Common Python Tools: Using virtualenv, Installing with Pip, and Managing Packages
When it comes to working with Python, especially in the domain of application development, there are certain tools that you will see being mentioned often in various places or open source code. Despite being extremely commonly used, unfortunately sometimes it is hard to get a hold of a good manual to walk you through each step, which is absolutely vital when it comes to getting familiar with such important and needed tools.
In this DigitalOcean article, we aim to fill you in on not only the basics, but also the logic behind popular Python tools and items as we dive into using them in real life scenarios. We will begin with downloading and installing some common libraries, setting and working with virtual environments (using virtualenv), and managing packages for development and production of your own applications.

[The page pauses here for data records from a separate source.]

//! Player movement intent and draw state

/// What the player's hands are readied for.
#[derive(Debug, Clone, Copy, PartialEq, Eq)]
pub enum DrawState {
    Nothing,
    Weapon,
    Spell,
}

/// Movement intent written by the input layer, read by the simulation.
///
/// Directional intents are −1, 0 or 1; actual movement happens in the
/// physics step, which consumes this each tick.
pub struct PlayerIntent {
    forward_backward: f32,
    left_right: f32,
    up_down: f32,
    auto_move: bool,
    running: bool,
    draw_state: DrawState,
}

impl PlayerIntent {
    pub fn new() -> Self {
        Self {
            forward_backward: 0.0,
            left_right: 0.0,
            up_down: 0.0,
            auto_move: false,
            running: true,
            draw_state: DrawState::Nothing,
        }
    }

    pub fn forward_backward(&self) -> f32 {
        self.forward_backward
    }

    pub fn set_forward_backward(&mut self, value: f32) {
        self.forward_backward = value;
    }

    pub fn left_right(&self) -> f32 {
        self.left_right
    }

    pub fn set_left_right(&mut self, value: f32) {
        self.left_right = value;
    }

    pub fn up_down(&self) -> f32 {
        self.up_down
    }

    pub fn set_up_down(&mut self, value: f32) {
        self.up_down = value;
    }

    pub fn auto_move(&self) -> bool {
        self.auto_move
    }

    pub fn set_auto_move(&mut self, auto_move: bool) {
        self.auto_move = auto_move;
    }

    pub fn running(&self) -> bool {
        self.running
    }

    pub fn toggle_running(&mut self) {
        self.running = !self.running;
    }

    pub fn draw_state(&self) -> DrawState {
        self.draw_state
    }

    pub fn set_draw_state(&mut self, state: DrawState) {
        self.draw_state = state;
    }

    /// Zero every movement intent and cancel auto-move. Used when player
    /// controls are switched off.
    pub fn clear_movement(&mut self) {
        self.forward_backward = 0.0;
        self.left_right = 0.0;
        self.up_down = 0.0;
        self.auto_move = false;
    }
}

impl Default for PlayerIntent {
    fn default() -> Self {
        Self::new()
    }
}

#[cfg(test)]
mod tests {
    use super::*;

    #[test]
    fn clear_movement_zeroes_everything() {
        let mut player = PlayerIntent::new();
        player.set_forward_backward(1.0);
        player.set_left_right(-1.0);
        player.set_up_down(1.0);
        player.set_auto_move(true);

        player.clear_movement();
        assert_eq!(player.forward_backward(), 0.0);
        assert_eq!(player.left_right(), 0.0);
        assert_eq!(player.up_down(), 0.0);
        assert!(!player.auto_move());
    }

    #[test]
    fn running_toggles() {
        let mut player = PlayerIntent::new();
        assert!(player.running());
        player.toggle_running();
        assert!(!player.running());
    }
}
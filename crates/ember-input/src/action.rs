//! Logical game actions
//!
//! Every action carries a stable numeric id that persisted binding files
//! key on. Adding an action means appending a new discriminant; existing
//! ids are never renumbered or reinterpreted, so old configuration files
//! keep working across versions.

/// A logical game command, independent of the physical control bound to it.
#[derive(Debug, Clone, Copy, PartialEq, Eq, Hash)]
#[repr(u32)]
pub enum Action {
    GameMenu = 0,
    Quit = 1,
    Screenshot = 2,
    Inventory = 3,
    Console = 4,
    MoveLeft = 5,
    MoveRight = 6,
    MoveForward = 7,
    MoveBackward = 8,
    Activate = 9,
    Use = 10,
    Jump = 11,
    ToggleWeapon = 12,
    ToggleSpell = 13,
    TogglePov = 14,
    AutoMove = 15,
    Rest = 16,
    Journal = 17,
    Run = 18,
    Crouch = 19,
    QuickKeysMenu = 20,
    QuickKey1 = 21,
    QuickKey2 = 22,
    QuickKey3 = 23,
    QuickKey4 = 24,
    QuickKey5 = 25,
    QuickKey6 = 26,
    QuickKey7 = 27,
    QuickKey8 = 28,
    QuickKey9 = 29,
    QuickKey10 = 30,
    ToggleHud = 31,
}

impl Action {
    /// Every action, in id order.
    pub const ALL: [Action; 32] = [
        Action::GameMenu,
        Action::Quit,
        Action::Screenshot,
        Action::Inventory,
        Action::Console,
        Action::MoveLeft,
        Action::MoveRight,
        Action::MoveForward,
        Action::MoveBackward,
        Action::Activate,
        Action::Use,
        Action::Jump,
        Action::ToggleWeapon,
        Action::ToggleSpell,
        Action::TogglePov,
        Action::AutoMove,
        Action::Rest,
        Action::Journal,
        Action::Run,
        Action::Crouch,
        Action::QuickKeysMenu,
        Action::QuickKey1,
        Action::QuickKey2,
        Action::QuickKey3,
        Action::QuickKey4,
        Action::QuickKey5,
        Action::QuickKey6,
        Action::QuickKey7,
        Action::QuickKey8,
        Action::QuickKey9,
        Action::QuickKey10,
        Action::ToggleHud,
    ];

    /// The stable id this action is persisted under.
    pub fn id(self) -> u32 {
        self as u32
    }

    /// Look up an action by its persisted id.
    pub fn from_id(id: u32) -> Option<Action> {
        Action::ALL.iter().copied().find(|a| a.id() == id)
    }

    /// Description shown in the controls menu, or `None` for actions the
    /// player cannot reconfigure.
    pub fn description(self) -> Option<&'static str> {
        match self {
            Action::Inventory => Some("Inventory"),
            Action::Console => Some("Console"),
            Action::MoveLeft => Some("Left"),
            Action::MoveRight => Some("Right"),
            Action::MoveForward => Some("Forward"),
            Action::MoveBackward => Some("Back"),
            Action::Activate => Some("Activate"),
            Action::Jump => Some("Jump"),
            Action::ToggleWeapon => Some("Ready Weapon"),
            Action::ToggleSpell => Some("Ready Magic"),
            Action::TogglePov => Some("Toggle POV"),
            Action::AutoMove => Some("Auto Run"),
            Action::Rest => Some("Rest"),
            Action::Journal => Some("Journal"),
            Action::Crouch => Some("Crouch/Sneak"),
            Action::QuickKeysMenu => Some("Quick Menu"),
            Action::QuickKey1 => Some("Quick 1"),
            Action::QuickKey2 => Some("Quick 2"),
            Action::QuickKey3 => Some("Quick 3"),
            Action::QuickKey4 => Some("Quick 4"),
            Action::QuickKey5 => Some("Quick 5"),
            Action::QuickKey6 => Some("Quick 6"),
            Action::QuickKey7 => Some("Quick 7"),
            Action::QuickKey8 => Some("Quick 8"),
            Action::QuickKey9 => Some("Quick 9"),
            Action::QuickKey10 => Some("Quick 10"),
            _ => None,
        }
    }

    /// Fixed presentation order for the controls menu: movement first,
    /// quick keys last.
    pub fn sorted_for_display() -> Vec<Action> {
        vec![
            Action::MoveForward,
            Action::MoveBackward,
            Action::MoveLeft,
            Action::MoveRight,
            Action::TogglePov,
            Action::Crouch,
            Action::Activate,
            Action::ToggleWeapon,
            Action::ToggleSpell,
            Action::AutoMove,
            Action::Jump,
            Action::Inventory,
            Action::Journal,
            Action::Rest,
            Action::Console,
            Action::QuickKeysMenu,
            Action::QuickKey1,
            Action::QuickKey2,
            Action::QuickKey3,
            Action::QuickKey4,
            Action::QuickKey5,
            Action::QuickKey6,
            Action::QuickKey7,
            Action::QuickKey8,
            Action::QuickKey9,
            Action::QuickKey10,
        ]
    }
}

#[cfg(test)]
mod tests {
    use super::*;

    #[test]
    fn ids_round_trip() {
        for action in Action::ALL {
            assert_eq!(Action::from_id(action.id()), Some(action));
        }
    }

    #[test]
    fn ids_are_dense_and_stable() {
        for (index, action) in Action::ALL.iter().enumerate() {
            assert_eq!(action.id(), index as u32);
        }
        // Spot-check a few pins; these must never change.
        assert_eq!(Action::GameMenu.id(), 0);
        assert_eq!(Action::Use.id(), 10);
        assert_eq!(Action::QuickKey10.id(), 30);
    }

    #[test]
    fn unknown_id_is_none() {
        assert_eq!(Action::from_id(9999), None);
    }

    #[test]
    fn display_order_contains_only_configurable_actions() {
        for action in Action::sorted_for_display() {
            assert!(action.description().is_some(), "{action:?} has no description");
        }
    }

    #[test]
    fn non_configurable_actions_have_no_description() {
        assert_eq!(Action::Quit.description(), None);
        assert_eq!(Action::Screenshot.description(), None);
        assert_eq!(Action::GameMenu.description(), None);
    }
}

This article is aimed at beginners as well as those seeking to obtain more in-depth knowledge. If you would like to see and learn more, please feel free to make a suggestion in the comments section below.
Python on CentOS
Please remember that if you are using a CentOS/RHEL system, you should abstain from working with the default Python interpreter that is shipped with the operating system. Instead, you should opt for installing Python yourself.
If you have not done this already and would like to learn how, please see our tutorial: How To Set Up Python 2.7.6 and 3.3.3 on CentOS 6.4 before we begin.
Likewise, in order to install pip and virtualenv on CentOS with a custom Python installation, you can follow the instructions on that article.
Python and Packages
Although Python applications can be made of a single file, usually they consist of a series of functions, objects (classes), handy tools and of course, variables spread across multiple file(s), placed inside modules. These modules together make up what is referred as a package.
The traditional way of installing a package involves first spotting it and then downloading. It sounds soft and simple because it actually is like many things in Python - but it is not perfect.
When the files are ready and unpacked, using the distutils module, you can install it by calling
Installation example of a package:
# Example: cd [package name] cd a_package python setup.py install
distutils (distribution utilities) is a toolset used for the packaging and distributing of code. It is shipped by default with Python (i.e. included in the standard library).
In spite of the simplicity of the procedure explained above, it is no use if the challenge abstracted from installing exists elsewhere in the process: finding and managing them. This is where package management via tools comes in - bringing along several benefits such as:
- Uninstalling (e.g.
pip uninstall package_x),
- Versioning (e.g.
pip install django==x),
- And automatic dependency management (as packages can depend on others).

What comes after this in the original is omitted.